How to do server restore from S3 in Stardog Helm Charts

Created by Steve Place, Modified on Thu, Apr 10 at 9:13 AM by Steve Place

This tutorial covers server restore from an Amazon S3 bucket. If you are not using S3, see our general How to do server restore in Stardog Helm Charts article.

Prerequisites

A running Kubernetes cluster with Stardog and ZooKeeper pods.
Kubernetes secrets for your Stardog license file and the password of the Stardog user performing the backup/restore (stardog-license and stardog-password).

Steps to perform the restore

(You only need to perform steps 1 and 2 if you're restoring an existing helm release.)

1. Scale your Stardog and ZooKeeper clusters down to 0 pods.

kubectl scale statefulset <stardog> --replicas=0 -n <namespace>
kubectl scale statefulset <zookeeper> --replicas=0 -n <namespace>

2. Delete the PVCs associated with Stardog and ZooKeeper.

Only do this after you've taken a server backup!

You can delete the PVCs with the following command:

kubectl delete pvc -n <namespace> data-<namespace>-stardog-0 data-<namespace>-stardog-1 \
    data-<namespace>-stardog-2 data-<namespace>-zookeeper-0 data-<namespace>-zookeeper-1 \
    data-<namespace>-zookeeper-2

3. Create a pod to run the Stardog restore.

This pod will mount to the PVC, delete everything in its STARDOG_HOME directory except for the license key, and run a native Stardog server restore.
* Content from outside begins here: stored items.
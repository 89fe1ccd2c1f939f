//! # NotificationHub: type → subscriber set, mirrored to the native core.
//!
//! ## Rules
//! - Exactly one `register_interest(type)` per empty → non-empty transition.
//! - Exactly one `unregister_interest(type)` per non-empty → empty transition
//!   (dead references are pruned before the emptiness check).
//! - A failed registration inserts nothing and is returned to the caller.
//! - Native events for a type with no entry are dropped.
//! - Teardown unregisters every remaining type (continuing past failures) and
//!   then frees the listener handle, exactly once, whether through
//!   [`NotificationHub::release`] or `Drop`.
//! - `register_interest` / `unregister_interest` run with the type map
//!   unlocked, so the native side may deliver events from inside them.
//!   Transitions are serialized by a second lock; native code must not
//!   subscribe or unsubscribe from inside those two calls.

use std::collections::HashMap;
use std::sync::Arc;
use std::sync::atomic::{AtomicBool, Ordering};

use parking_lot::Mutex;
use tracing::{debug, trace, warn};

use super::NotificationType;
use crate::error::BridgeError;
use crate::executor::ExecutionContext;
use crate::native::{NativeCore, ResourceHandle, ResourceType};
use crate::subscribers::{Subscriber, Value, WeakSubscriberSet};

type SubscriberSet = WeakSubscriberSet<dyn Subscriber>;

/// Routes native notifications to weakly-held subscribers.
pub struct NotificationHub {
    types: Mutex<HashMap<NotificationType, Arc<SubscriberSet>>>,
    transitions: Mutex<()>,
    handle: Mutex<ResourceHandle>,
    native: Arc<dyn NativeCore>,
    context: ExecutionContext,
    observe_method: Arc<str>,
    released: AtomicBool,
}

impl NotificationHub {
    /// Allocates the native listener and creates an empty hub.
    ///
    /// Subscribers are invoked on `context` with `observe_method(type, payload)`.
    pub fn new(
        native: Arc<dyn NativeCore>,
        context: ExecutionContext,
        observe_method: impl Into<Arc<str>>,
    ) -> Result<Self, BridgeError> {
        let id = native
            .allocate_listener()
            .map_err(|e| BridgeError::native("allocate_listener", e))?;
        debug!(listener = id, native = native.name(), "notification hub created");

        Ok(Self {
            types: Mutex::new(HashMap::new()),
            transitions: Mutex::new(()),
            handle: Mutex::new(ResourceHandle::new(
                id,
                ResourceType::Listener,
                Arc::clone(&native),
            )),
            native,
            context,
            observe_method: observe_method.into(),
            released: AtomicBool::new(false),
        })
    }

    /// Adds `subscriber` for `ty`, registering interest on the first one.
    pub fn subscribe(
        &self,
        ty: NotificationType,
        subscriber: &Arc<dyn Subscriber>,
    ) -> Result<(), BridgeError> {
        if self.is_released() {
            return Err(BridgeError::Released);
        }
        if self.add_to_existing(ty, subscriber) {
            return Ok(());
        }

        let _transition = self.transitions.lock();
        if self.is_released() {
            return Err(BridgeError::Released);
        }
        if self.add_to_existing(ty, subscriber) {
            return Ok(());
        }

        self.native
            .register_interest(ty)
            .map_err(|e| BridgeError::native("register_interest", e))?;

        let set = SubscriberSet::new(self.context.clone());
        set.add_observer(subscriber);
        self.types.lock().insert(ty, Arc::new(set));
        debug!(notification_type = %ty, "interest registered");
        Ok(())
    }

    /// Adds to the set for `ty` if one exists; `false` means none does.
    fn add_to_existing(&self, ty: NotificationType, subscriber: &Arc<dyn Subscriber>) -> bool {
        let types = self.types.lock();
        let Some(set) = types.get(&ty) else {
            return false;
        };
        if !set.add_observer(subscriber) {
            debug!(notification_type = %ty, subscriber = subscriber.name(), "already subscribed");
        }
        true
    }

    /// Removes `subscriber` from `ty`; returns `false` if it was not subscribed.
    ///
    /// When no live subscriber remains the type is unregistered natively.
    pub fn unsubscribe(&self, ty: NotificationType, subscriber: &Arc<dyn Subscriber>) -> bool {
        let _transition = self.transitions.lock();
        let (removed, emptied) = {
            let mut types = self.types.lock();
            let Some(set) = types.get(&ty) else {
                return false;
            };

            let removed = set.remove_observer(subscriber);
            let pruned = set.purge();
            if pruned > 0 {
                trace!(notification_type = %ty, pruned, "dead subscribers pruned");
            }

            let emptied = set.is_empty();
            if emptied {
                types.remove(&ty);
            }
            (removed, emptied)
        };

        if emptied {
            self.unregister(ty);
        }
        removed
    }

    /// Entry point for notifications raised by the native core.
    ///
    /// Runs inline when already on the hub's context, otherwise one job per
    /// subscriber is posted there.
    pub fn on_native_event(&self, ty: NotificationType, payload: Value) {
        let Some(set) = self.types.lock().get(&ty).cloned() else {
            trace!(notification_type = %ty, "no subscribers; event dropped");
            return;
        };

        let args = vec![Value::Int(ty.get()), payload];
        if self.context.is_current() {
            let report = set.notify_immediate(&self.observe_method, &args);
            trace!(notification_type = %ty, ?report, "notification delivered inline");
        } else {
            let posted = set.notify(&self.observe_method, args);
            trace!(notification_type = %ty, posted, "notification queued");
        }
    }

    /// Sends a notification from this side into the native core.
    pub fn post(&self, ty: NotificationType, payload: &Value) -> Result<(), BridgeError> {
        if self.is_released() {
            return Err(BridgeError::Released);
        }
        self.native
            .post_notification(ty, payload)
            .map_err(|e| BridgeError::native("post_notification", e))
    }

    /// Tears the hub down on its owning context.
    ///
    /// Runs inline when already there; falls back to inline teardown when the
    /// context no longer accepts jobs.
    pub fn release(self: &Arc<Self>) {
        let hub = Arc::clone(self);
        if let Err(err) = self.context.post_or_run(move || hub.release_now()) {
            debug!(error = %err, "owning context closed; releasing inline");
            self.release_now();
        }
    }

    /// Tears the hub down on the calling thread.
    ///
    /// Idempotent. Native failures are logged and suppressed.
    pub fn release_now(&self) {
        if self.released.swap(true, Ordering::AcqRel) {
            return;
        }
        let _transition = self.transitions.lock();
        let drained: Vec<NotificationType> = {
            let mut types = self.types.lock();
            let mut keys: Vec<NotificationType> = types.keys().copied().collect();
            keys.sort_unstable();
            types.clear();
            keys
        };
        for ty in drained {
            self.unregister(ty);
        }
        self.handle.lock().free();
        debug!("notification hub released");
    }

    /// True once teardown has started.
    pub fn is_released(&self) -> bool {
        self.released.load(Ordering::Acquire)
    }

    /// Returns the types that currently have a subscriber entry, sorted.
    pub fn subscribed_types(&self) -> Vec<NotificationType> {
        let mut types: Vec<NotificationType> = self.types.lock().keys().copied().collect();
        types.sort_unstable();
        types
    }

    /// Returns the number of live subscribers for `ty`.
    pub fn subscriber_count(&self, ty: NotificationType) -> usize {
        let set = self.types.lock().get(&ty).cloned();
        set.map_or(0, |s| s.live_count())
    }

    fn unregister(&self, ty: NotificationType) {
        match self.native.unregister_interest(ty) {
            Ok(()) => debug!(notification_type = %ty, "interest unregistered"),
            Err(err) => {
                warn!(notification_type = %ty, error = %err, "unregister_interest failed")
            }
        }
    }
}

impl Drop for NotificationHub {
    fn drop(&mut self) {
        self.release_now();
    }
}
//! # Native core boundary.
//!
//! The bridge talks to the native runtime only through the [`NativeCore`] trait.
//! Everything the bridge *consumes* from the native side is a method here; the
//! calls the native side makes *into* the bridge live on [`Bridge`](crate::Bridge)
//! (`deliver_event`, `deliver_timer_fire`).
//!
//! ```text
//!   managed side (this crate)                       native core
//!   ─────────────────────────                       ───────────
//!   NotificationHub ── register_interest(type) ───►
//!                   ── unregister_interest(type) ─►
//!                   ── post_notification(..) ─────►
//!   ResourceHandle  ── native_free(id, tag) ──────►
//!   TimerBridge     ── timer_call(cb, ctx) ───────►
//!
//!   Bridge ◄── deliver_event(type, payload) ────────
//!          ◄── deliver_timer_fire(token) ───────────
//! ```
//!
//! Implementations must be callable from any thread. The native runtime is
//! assumed to be loaded before the bridge is built.

mod handle;
#[cfg(test)]
pub(crate) mod mock;

pub use handle::ResourceHandle;

use std::fmt;

use crate::error::NativeError;
use crate::executor::ContextId;
use crate::notify::NotificationType;
use crate::subscribers::Value;

/// Raw identifier of a native-owned object.
pub type RawHandle = u64;

/// Tag passed to [`NativeCore::native_free`] so the native side knows which
/// deallocator to run.
#[derive(Clone, Copy, Debug, PartialEq, Eq, Hash)]
pub enum ResourceType {
    /// Native counterpart of a [`NotificationHub`](crate::NotificationHub).
    Listener,
    /// Native timer state.
    Timer,
    /// Implementation-defined resource kind.
    Other(u32),
}

impl ResourceType {
    /// Numeric tag understood by the native deallocation entry point.
    pub fn as_tag(self) -> u32 {
        match self {
            ResourceType::Listener => 1,
            ResourceType::Timer => 2,
            ResourceType::Other(tag) => tag,
        }
    }
}

/// Opaque reference to a native callback target, bound to a timer.
#[derive(Clone, Copy, Debug, PartialEq, Eq, Hash)]
pub struct CallbackRef(pub u64);

impl fmt::Display for CallbackRef {
    fn fmt(&self, f: &mut fmt::Formatter<'_>) -> fmt::Result {
        write!(f, "cb#{:x}", self.0)
    }
}

/// Entry points the bridge consumes from the native runtime.
///
/// ### Implementation requirements
/// - Methods may be called from arbitrary threads, including execution context workers.
/// - Methods must not call back into the bridge synchronously while holding their own locks.
/// - `register_interest` / `unregister_interest` may deliver events into the hub,
///   but must not subscribe or unsubscribe from inside the call.
/// - `native_free` and `unregister_interest` run during teardown; their errors are logged and dropped.
pub trait NativeCore: Send + Sync + 'static {
    /// Allocates the native counterpart of a notification hub.
    fn allocate_listener(&self) -> Result<RawHandle, NativeError>;

    /// Declares interest in notifications of `ty`.
    fn register_interest(&self, ty: NotificationType) -> Result<(), NativeError>;

    /// Withdraws interest in notifications of `ty`.
    fn unregister_interest(&self, ty: NotificationType) -> Result<(), NativeError>;

    /// Posts a managed-side notification into the native core.
    fn post_notification(&self, ty: NotificationType, payload: &Value) -> Result<(), NativeError>;

    /// Invokes the native callback bound to a timer.
    ///
    /// Called on the execution context the timer was bound to.
    fn timer_call(&self, callback: CallbackRef, context: ContextId);

    /// Releases a native object.
    fn native_free(&self, id: RawHandle, tag: u32) -> Result<(), NativeError>;

    /// Returns the name used in logs.
    fn name(&self) -> &'static str {
        std::any::type_name::<Self>()
    }
}
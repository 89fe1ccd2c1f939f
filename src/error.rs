//! Error types used by the bridge.
//!
//! This module defines four enums:
//!
//! - [`BridgeError`]: errors returned by the public bridge API (hub, timers, contexts).
//! - [`NativeError`]: failures reported by a [`NativeCore`](crate::NativeCore) implementation.
//! - [`DispatchError`]: per-subscriber failures during fan-out (always logged, never propagated).
//! - [`RegistryError`]: programmer errors detected by an [`ObserverRegistry`](crate::ObserverRegistry).
//!
//! All of them provide `as_label` for logs, mirroring each other so call sites
//! can record a stable snake_case code next to the human-readable message.

use thiserror::Error;

use crate::executor::ContextId;
use crate::timer::TimerToken;

/// # Errors produced by the bridge API.
#[non_exhaustive]
#[derive(Error, Debug)]
pub enum BridgeError {
    /// The native core rejected a call.
    #[error("native call `{call}` failed: {source}")]
    Native {
        /// Name of the native entry point.
        call: &'static str,
        /// Error returned by the native side.
        #[source]
        source: NativeError,
    },

    /// Timer token was never created or has already been released.
    #[error("unknown timer {0}")]
    UnknownTimer(TimerToken),

    /// Repeating timer was started with a zero period.
    #[error("invalid timer period {period_ms}ms")]
    InvalidPeriod {
        /// The rejected period in milliseconds.
        period_ms: u64,
    },

    /// No execution context is registered under this id.
    #[error("unknown execution context {0}")]
    UnknownContext(ContextId),

    /// The execution context worker has stopped and no longer accepts jobs.
    #[error("execution context {0} is closed")]
    ContextClosed(ContextId),

    /// The object was already released.
    #[error("already released")]
    Released,

    /// Execution contexts did not stop within the configured grace period.
    #[error("shutdown exceeded grace period of {grace:?}")]
    GraceExceeded {
        /// The grace period that was exceeded.
        grace: std::time::Duration,
    },
}

impl BridgeError {
    /// Wraps a native failure together with the entry point name.
    pub fn native(call: &'static str, source: NativeError) -> Self {
        BridgeError::Native { call, source }
    }

    /// Returns a short stable label (snake_case) for use in logs.
    ///
    /// # Example
    /// ```
    /// use observer_bridge::BridgeError;
    ///
    /// let err = BridgeError::InvalidPeriod { period_ms: 0 };
    /// assert_eq!(err.as_label(), "bridge_invalid_period");
    /// ```
    pub fn as_label(&self) -> &'static str {
        match self {
            BridgeError::Native { .. } => "bridge_native",
            BridgeError::UnknownTimer(_) => "bridge_unknown_timer",
            BridgeError::InvalidPeriod { .. } => "bridge_invalid_period",
            BridgeError::UnknownContext(_) => "bridge_unknown_context",
            BridgeError::ContextClosed(_) => "bridge_context_closed",
            BridgeError::Released => "bridge_released",
            BridgeError::GraceExceeded { .. } => "bridge_grace_exceeded",
        }
    }
}

/// # Error reported by the native core.
///
/// Carries an implementation-defined status code and message.
#[derive(Error, Debug, Clone, PartialEq, Eq)]
#[error("native status {code}: {message}")]
pub struct NativeError {
    /// Status code returned by the native side.
    pub code: i32,
    /// Human-readable description.
    pub message: String,
}

impl NativeError {
    /// Creates a new native error.
    pub fn new(code: i32, message: impl Into<String>) -> Self {
        Self {
            code,
            message: message.into(),
        }
    }
}

/// # Failure of one subscriber during dispatch.
///
/// Produced while resolving or invoking a method on a single subscriber.
/// Fan-out catches these per subscriber so one failure never suppresses delivery to others.
#[non_exhaustive]
#[derive(Error, Debug)]
pub enum DispatchError {
    /// No method with this name and signature is registered for the subscriber type.
    #[error("no method `{method}{signature}` on {target}")]
    MethodNotFound {
        /// Requested method name.
        method: String,
        /// Rendered signature derived from the argument values.
        signature: String,
        /// Subscriber type name.
        target: &'static str,
    },

    /// An argument could not be extracted as the type the handler asked for.
    #[error("argument {index} expected {expected}, got {actual}")]
    ArgumentMismatch {
        /// Zero-based argument position.
        index: usize,
        /// Type the handler asked for.
        expected: &'static str,
        /// Kind of the value actually passed.
        actual: &'static str,
    },

    /// The handler ran and reported an error.
    #[error("method `{method}` failed: {reason}")]
    Failed {
        /// Method name.
        method: String,
        /// Error text returned by the handler.
        reason: String,
    },

    /// The handler panicked; the panic was caught.
    #[error("method `{method}` panicked: {info}")]
    Panicked {
        /// Method name.
        method: String,
        /// Panic payload rendered as text.
        info: String,
    },
}

impl DispatchError {
    /// Returns a short stable label (snake_case) for use in logs.
    pub fn as_label(&self) -> &'static str {
        match self {
            DispatchError::MethodNotFound { .. } => "dispatch_method_not_found",
            DispatchError::ArgumentMismatch { .. } => "dispatch_argument_mismatch",
            DispatchError::Failed { .. } => "dispatch_failed",
            DispatchError::Panicked { .. } => "dispatch_panicked",
        }
    }
}

/// # Programmer errors detected by an observer registry.
#[non_exhaustive]
#[derive(Error, Debug, Clone, Copy, PartialEq, Eq)]
pub enum RegistryError {
    /// The entry is already present as a live slot.
    #[error("observer already registered")]
    Duplicate,
}

impl RegistryError {
    /// Returns a short stable label (snake_case) for use in logs.
    pub fn as_label(&self) -> &'static str {
        match self {
            RegistryError::Duplicate => "registry_duplicate",
        }
    }
}

/// Renders a caught panic payload as text.
pub(crate) fn panic_message(payload: &(dyn std::any::Any + Send)) -> String {
    if let Some(msg) = payload.downcast_ref::<&'static str>() {
        (*msg).to_string()
    } else if let Some(msg) = payload.downcast_ref::<String>() {
        msg.clone()
    } else {
        "unknown panic".to_string()
    }
}

#[cfg(test)]
mod tests {
    use super::*;

    #[test]
    fn labels_are_stable() {
        let err = BridgeError::native("register_interest", NativeError::new(3, "busy"));
        assert_eq!(err.as_label(), "bridge_native");
        assert!(err.to_string().contains("register_interest"));
        assert_eq!(
            BridgeError::UnknownTimer(TimerToken::from_raw(7)).as_label(),
            "bridge_unknown_timer"
        );
        assert_eq!(RegistryError::Duplicate.as_label(), "registry_duplicate");
    }

    #[test]
    fn panic_payloads_render_as_text() {
        let boxed: Box<dyn std::any::Any + Send> = Box::new("static");
        assert_eq!(panic_message(&*boxed), "static");
        let boxed: Box<dyn std::any::Any + Send> = Box::new(String::from("owned"));
        assert_eq!(panic_message(&*boxed), "owned");
        let boxed: Box<dyn std::any::Any + Send> = Box::new(42u8);
        assert_eq!(panic_message(&*boxed), "unknown panic");
    }
}
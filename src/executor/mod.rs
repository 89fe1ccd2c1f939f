//! # Serialized execution contexts.
//!
//! Every externally visible callback (subscriber dispatch, native timer callbacks)
//! surfaces on an [`ExecutionContext`]: a single tokio worker draining a FIFO queue
//! of jobs, so callbacks on one context never run concurrently.
//!
//! ```text
//!  caller threads / timer tasks
//!        │ post(job)      │ post(job)
//!        ▼                ▼
//!   ┌──────────────────────────┐
//!   │  unbounded FIFO queue    │
//!   └────────────┬─────────────┘
//!                ▼
//!         worker task  ──► job()   (panic caught, logged, next job)
//! ```
//!
//! [`ExecutionContexts`] maps [`ContextId`]s to live contexts; [`ContextId::MAIN`]
//! is the designated target for notification fan-out.

mod context;
mod contexts;

pub use context::{ContextId, ExecutionContext, Job};
pub use contexts::ExecutionContexts;
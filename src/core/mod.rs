//! Bridge core: configuration, construction and lifecycle.
//!
//! Internal modules:
//! - [`config`]: [`BridgeConfig`] with sentinel helpers;
//! - [`builder`]: [`BridgeBuilder`] wiring contexts, hub and timers;
//! - [`bridge`]: the [`Bridge`] facade and its shutdown path.

mod bridge;
mod builder;
mod config;

pub use bridge::Bridge;
pub use builder::BridgeBuilder;
pub use config::BridgeConfig;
The pod assumes you have environment variables for:

your Stardog username
your Stardog password (stored in a Kubernetes secret)
- If you are using OAuth 2.0 and you do not have the local password of an administrator, you can pass the token with the --token option, rather than passing -u <username> -p <password> in the manifest.
the name of the PVC (set in the previous step)
the region your S3 backup is stored in
your AWS access key ID
your AWS access key secret
the node id of the node you're restoring from

The node id is specific to S3 restores and can be found in the S3 backup path, which looks like this: <aws_bucket_name>/<user-optional-path-name>/<node-id>/<other stuff>

You can use the following manifest, stardog-restore-runner.yaml:

apiVersion: v1
kind: Pod
metadata:
  name: stardog-restore-runner
spec:
  securityContext:
    runAsUser: 1000
    runAsGroup: 1000
    fsGroup: 1000
  containers:
  - name: stardog
    image: stardog/stardog:latest
    command: ["/bin/sh", "-c"]
    args:
      - |
        echo "[INFO] Waiting for volume to be writable..."
        COUNT=0
        while ! touch /var/opt/stardog/.restore-check 2>/dev/null; do
          if [[ \$COUNT -ge 60 ]]; then
            echo "[ERROR] Timed out waiting for volume"
            exit 1
          fi
          echo "[INFO] Volume not ready yet, retrying..."
          sleep 5
          COUNT=\$((COUNT+1))
        done

        echo "[INFO] Volume is ready. Removing all files from STARDOG_HOME except the license key..."
        find /var/opt/stardog ! -name 'stardog-license-key.bin' -mindepth 1 -delete

        echo "[INFO] Starting restore from /backup/stardog_backup..."
        /opt/stardog/bin/stardog-admin server restore \\
        "s3:///mybucket/backup/prefix?region=${region}&AWS_ACCESS_KEY_ID=${accessKey}&AWS_SECRET_ACCESS_KEY=${secret}" -i ${node_id}
            -p "\${STARDOG_PASSWORD}" \\
            -u ${STARDOG_USERNAME} \\
            | tee /dev/stdout

        echo "[INFO] Restore complete!" && \
        tail -f /dev/null
    volumeMounts:
      - mountPath: /var/opt/stardog
        name: stardog-home
      - mountPath: /var/opt/stardog/stardog-license-key.bin
        name: stardog-license
        subPath: stardog-license-key.bin
  volumes:
    - name: stardog-home
      persistentVolumeClaim:
        claimName: ${PVC_NAME}
    - name: stardog-license
      secret:
        secretName: stardog-license

You can apply this manifest with kubectl apply -f stardog-restore-runner.yaml.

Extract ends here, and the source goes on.